WORK INSTRUCTION - For every line in the records that has the word "calls", make a copy.

════

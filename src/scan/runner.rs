//! Grid scan driver.
//!
//! For every grid point: write the parameter file, run the solver once per
//! correction setting, extract the relic abundance from each run and append
//! one row to the results table. Points are processed strictly in order.

use std::collections::HashSet;
use std::path::PathBuf;

use chrono::{DateTime, Local};
use serde::{Deserialize, Serialize};
use tracing::{debug, info, warn};

use crate::domain::{Corrections, FailurePolicy, GridPoint, ResultRow, ScanConfig, ScanLayout};
use crate::error::ScanError;
use crate::io::{PointKey, ResultsWriter, completed_points, write_param_file};
use crate::scan::grid::grid_points;
use crate::scan::output::{ExtractError, extract_marked_value};
use crate::scan::solver::{Solver, SolverFailure};

/// A grid point left out under [`FailurePolicy::Skip`].
#[derive(Debug, Clone, PartialEq, Serialize, Deserialize)]
pub struct SkippedPoint {
    pub point: GridPoint,
    pub reason: String,
}

/// Outcome of a completed scan.
#[derive(Debug, Clone, PartialEq, Serialize, Deserialize)]
pub struct ScanSummary {
    pub layout: ScanLayout,
    pub output: PathBuf,
    pub solver: String,
    pub started_at: DateTime<Local>,
    pub finished_at: DateTime<Local>,
    pub points_total: usize,
    pub rows_written: usize,
    /// Points already present in the results file when resuming.
    pub resumed: usize,
    pub skipped: Vec<SkippedPoint>,
}

/// Run the scan described by `config` against `solver`.
pub fn run_scan(config: &ScanConfig, solver: &dyn Solver) -> Result<ScanSummary, ScanError> {
    let started_at = Local::now();
    let points = grid_points(&config.mass, &config.delta)?;

    let done: HashSet<PointKey> = if config.resume {
        completed_points(&config.output, config.layout)?
    } else {
        HashSet::new()
    };
    let mut writer = if config.resume {
        ResultsWriter::append(&config.output, config.layout)?
    } else {
        ResultsWriter::create(&config.output, config.layout)?
    };

    info!(
        points = points.len(),
        already_done = done.len(),
        output = %config.output.display(),
        solver = %solver.describe(),
        "starting scan"
    );

    let mut rows_written = 0;
    let mut resumed = 0;
    let mut skipped = Vec::new();

    for point in &points {
        if done.contains(&PointKey::of(point)) {
            debug!(%point, "already in results file");
            resumed += 1;
            continue;
        }

        info!(mdm = point.mass_dm, delta = point.delta, "scanning grid point");
        match evaluate_point(config, solver, *point) {
            Ok(row) => {
                writer.write_row(&row)?;
                rows_written += 1;
            }
            Err(err) if config.on_error == FailurePolicy::Skip && err.is_point_failure() => {
                warn!(%point, error = %err, "skipping grid point");
                skipped.push(SkippedPoint {
                    point: *point,
                    reason: err.to_string(),
                });
            }
            Err(err) => return Err(err),
        }
    }

    info!(rows_written, resumed, skipped = skipped.len(), "scan finished");

    Ok(ScanSummary {
        layout: config.layout,
        output: config.output.clone(),
        solver: solver.describe(),
        started_at,
        finished_at: Local::now(),
        points_total: points.len(),
        rows_written,
        resumed,
        skipped,
    })
}

/// Run all four solver configurations for one point.
pub fn evaluate_point(
    config: &ScanConfig,
    solver: &dyn Solver,
    point: GridPoint,
) -> Result<ResultRow, ScanError> {
    write_param_file(&config.param_file, &point)?;

    let mut omega = [0.0; 4];
    for (slot, corrections) in omega.iter_mut().zip(Corrections::ALL) {
        debug!(%corrections, "running solver");
        let stdout = solver
            .run(&config.param_file, corrections)
            .map_err(|failure| solver_error(solver, failure, corrections, point))?;
        *slot = extract_marked_value(&stdout, &config.marker).map_err(|e| match e {
            ExtractError::MissingMarker => ScanError::MissingMarker {
                marker: config.marker.clone(),
                corrections,
                point,
            },
            ExtractError::Unparsable(token) => ScanError::UnparsableValue {
                marker: config.marker.clone(),
                token,
                corrections,
                point,
            },
        })?;
    }

    Ok(ResultRow { point, omega })
}

fn solver_error(
    solver: &dyn Solver,
    failure: SolverFailure,
    corrections: Corrections,
    point: GridPoint,
) -> ScanError {
    let command = solver.describe();
    match failure {
        SolverFailure::Spawn(source) => ScanError::SolverSpawn { command, source },
        SolverFailure::Wait(e) => ScanError::SolverInvocation {
            command,
            corrections,
            point,
            status: "unknown".to_string(),
            stderr: format!("failed to wait for solver: {e}"),
        },
        SolverFailure::Exit { status, stderr } => ScanError::SolverInvocation {
            command,
            corrections,
            point,
            status,
            stderr,
        },
        SolverFailure::Timeout { seconds } => ScanError::SolverTimeout {
            command,
            corrections,
            point,
            seconds,
        },
    }
}

#[cfg(test)]
mod tests {
    use std::cell::RefCell;
    use std::path::Path;

    use super::*;
    use crate::domain::AxisRange;
    use crate::io::header;
    use crate::scan::output::DEFAULT_MARKER;

    /// In-process stand-in for the solver binary.
    struct StubSolver<F: Fn(&str, Corrections) -> Result<String, SolverFailure>> {
        respond: F,
        calls: RefCell<Vec<(String, Corrections)>>,
    }

    impl<F: Fn(&str, Corrections) -> Result<String, SolverFailure>> StubSolver<F> {
        fn new(respond: F) -> Self {
            Self {
                respond,
                calls: RefCell::new(Vec::new()),
            }
        }
    }

    impl<F: Fn(&str, Corrections) -> Result<String, SolverFailure>> Solver for StubSolver<F> {
        fn describe(&self) -> String {
            "stub".to_string()
        }

        fn run(&self, param_file: &Path, corrections: Corrections) -> Result<String, SolverFailure> {
            let params = std::fs::read_to_string(param_file).unwrap();
            self.calls.borrow_mut().push((params.clone(), corrections));
            (self.respond)(&params, corrections)
        }
    }

    fn config(dir: &Path, layout: ScanLayout, mass: AxisRange, delta: AxisRange) -> ScanConfig {
        ScanConfig {
            layout,
            mass,
            delta,
            solver: vec!["stub".to_string()],
            param_file: dir.join("input_micromegas.par"),
            output: dir.join(layout.default_output()),
            marker: DEFAULT_MARKER.to_string(),
            timeout: None,
            on_error: FailurePolicy::Fail,
            resume: false,
            summary: None,
        }
    }

    fn data_rows(path: &Path) -> Vec<Vec<String>> {
        std::fs::read_to_string(path)
            .unwrap()
            .lines()
            .skip(1)
            .map(|l| l.split_whitespace().map(str::to_string).collect())
            .collect()
    }

    #[test]
    fn single_point_scan_writes_one_row() {
        let dir = tempfile::tempdir().unwrap();
        let cfg = config(dir.path(), ScanLayout::Mass, AxisRange::single(100.0), AxisRange::single(0.0));
        let solver = StubSolver::new(|_, _| Ok("some banner\nomega_h^2 = 0.1200\n".to_string()));

        let summary = run_scan(&cfg, &solver).unwrap();
        assert_eq!(summary.rows_written, 1);
        assert_eq!(summary.points_total, 1);

        let text = std::fs::read_to_string(&cfg.output).unwrap();
        assert_eq!(text.lines().next().unwrap(), header(ScanLayout::Mass));
        let rows = data_rows(&cfg.output);
        assert_eq!(rows.len(), 1);
        let row = &rows[0];
        assert_eq!(row[0], row[1]);
        assert_eq!(row[0], "100.0000");
        for omega in &row[3..7] {
            assert_eq!(omega.parse::<f64>().unwrap(), 0.12);
        }
    }

    #[test]
    fn solver_runs_once_per_correction_in_order() {
        let dir = tempfile::tempdir().unwrap();
        let cfg = config(dir.path(), ScanLayout::Mass, AxisRange::single(250.0), AxisRange::single(0.0));
        let solver = StubSolver::new(|_, c| {
            let v = match c {
                Corrections::Baseline => 0.1,
                Corrections::Sommerfeld => 0.2,
                Corrections::BoundState => 0.3,
                Corrections::Both => 0.4,
            };
            Ok(format!("omega_h^2 = {v}\n"))
        });

        run_scan(&cfg, &solver).unwrap();

        let calls = solver.calls.borrow();
        let order: Vec<Corrections> = calls.iter().map(|(_, c)| *c).collect();
        assert_eq!(order, Corrections::ALL.to_vec());
        assert!(calls.iter().all(|(params, _)| params == "MDM 250.0\nMX 250.0"));

        let rows = data_rows(&cfg.output);
        assert_eq!(rows[0][3..7], ["1.0000e-01", "2.0000e-01", "3.0000e-01", "4.0000e-01"]);
    }

    #[test]
    fn missing_marker_fails_before_writing_the_row() {
        let dir = tempfile::tempdir().unwrap();
        let cfg = config(dir.path(), ScanLayout::Mass, AxisRange::single(100.0), AxisRange::single(0.0));
        let solver = StubSolver::new(|_, _| Ok("Omega=0.12\n".to_string()));

        let err = run_scan(&cfg, &solver).unwrap_err();
        match &err {
            ScanError::MissingMarker { marker, corrections, point } => {
                assert_eq!(marker, DEFAULT_MARKER);
                assert_eq!(*corrections, Corrections::Baseline);
                assert_eq!(point.mass_dm, 100.0);
            }
            other => panic!("unexpected error: {other}"),
        }
        assert!(err.to_string().contains("mdm = 100.0000"));
        assert!(data_rows(&cfg.output).is_empty());
    }

    #[test]
    fn nonzero_exit_is_a_solver_invocation_error() {
        let dir = tempfile::tempdir().unwrap();
        let cfg = config(dir.path(), ScanLayout::Mass, AxisRange::single(1.0), AxisRange::single(0.0));
        let solver = StubSolver::new(|_, _| {
            Err(SolverFailure::Exit {
                status: "exit status: 1".to_string(),
                stderr: "Can not open the file".to_string(),
            })
        });

        let err = run_scan(&cfg, &solver).unwrap_err();
        assert!(matches!(err, ScanError::SolverInvocation { .. }));
        assert!(err.to_string().contains("Can not open the file"));
    }

    #[test]
    fn skip_policy_continues_past_failing_points() {
        let dir = tempfile::tempdir().unwrap();
        let mut cfg = config(
            dir.path(),
            ScanLayout::Mass,
            AxisRange::new(1.0, 51.0, 25.0),
            AxisRange::single(0.0),
        );
        cfg.on_error = FailurePolicy::Skip;
        let solver = StubSolver::new(|params, _| {
            if params.starts_with("MDM 26.0") {
                Ok("no result\n".to_string())
            } else {
                Ok("omega_h^2 = 1.0E-01\n".to_string())
            }
        });

        let summary = run_scan(&cfg, &solver).unwrap();
        assert_eq!(summary.rows_written, 2);
        assert_eq!(summary.skipped.len(), 1);
        assert_eq!(summary.skipped[0].point.mass_dm, 26.0);
        let rows = data_rows(&cfg.output);
        assert_eq!(rows[0][0], "1.0000");
        assert_eq!(rows[1][0], "51.0000");
    }

    #[test]
    fn skip_policy_does_not_hide_spawn_failures() {
        let dir = tempfile::tempdir().unwrap();
        let mut cfg = config(dir.path(), ScanLayout::Mass, AxisRange::single(1.0), AxisRange::single(0.0));
        cfg.on_error = FailurePolicy::Skip;
        let solver = StubSolver::new(|_, _| {
            Err(SolverFailure::Spawn(std::io::Error::from(std::io::ErrorKind::NotFound)))
        });

        assert!(matches!(
            run_scan(&cfg, &solver),
            Err(ScanError::SolverSpawn { .. })
        ));
    }

    #[test]
    fn two_dimensional_scan_uses_delta_first_columns() {
        let dir = tempfile::tempdir().unwrap();
        let cfg = config(
            dir.path(),
            ScanLayout::MassDelta,
            AxisRange::single(100.0),
            AxisRange::new(0.0, 0.01, 0.005),
        );
        let solver = StubSolver::new(|_, _| Ok("omega_h^2 = 0.1\n".to_string()));

        run_scan(&cfg, &solver).unwrap();
        let rows = data_rows(&cfg.output);
        assert_eq!(rows.len(), 3);
        assert_eq!(rows[1][0..3], ["0.0050", "100.0000", "100.5000"]);
    }

    #[test]
    fn resume_skips_points_already_written() {
        let dir = tempfile::tempdir().unwrap();
        let mut cfg = config(
            dir.path(),
            ScanLayout::Mass,
            AxisRange::new(1.0, 51.0, 25.0),
            AxisRange::single(0.0),
        );
        let first = StubSolver::new(|params, _| {
            if params.starts_with("MDM 51.0") {
                Ok(String::new())
            } else {
                Ok("omega_h^2 = 0.1\n".to_string())
            }
        });
        assert!(run_scan(&cfg, &first).is_err());
        assert_eq!(data_rows(&cfg.output).len(), 2);

        cfg.resume = true;
        let second = StubSolver::new(|_, _| Ok("omega_h^2 = 0.1\n".to_string()));
        let summary = run_scan(&cfg, &second).unwrap();
        assert_eq!(summary.resumed, 2);
        assert_eq!(summary.rows_written, 1);
        assert_eq!(second.calls.borrow().len(), 4);

        let text = std::fs::read_to_string(&cfg.output).unwrap();
        assert_eq!(text.lines().filter(|l| l.starts_with("mass_dm")).count(), 1);
        assert_eq!(data_rows(&cfg.output).len(), 3);
    }
}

════

ANSWER -
        calls: RefCell<Vec<(String, Corrections)>>,
                calls: RefCell::new(Vec::new()),
            self.calls.borrow_mut().push((params.clone(), corrections));
        let calls = solver.calls.borrow();
        let order: Vec<Corrections> = calls.iter().map(|(_, c)| *c).collect();
        assert!(calls.iter().all(|(params, _)| params == "MDM 250.0\nMX 250.0"));
        assert_eq!(second.calls.borrow().len(), 4);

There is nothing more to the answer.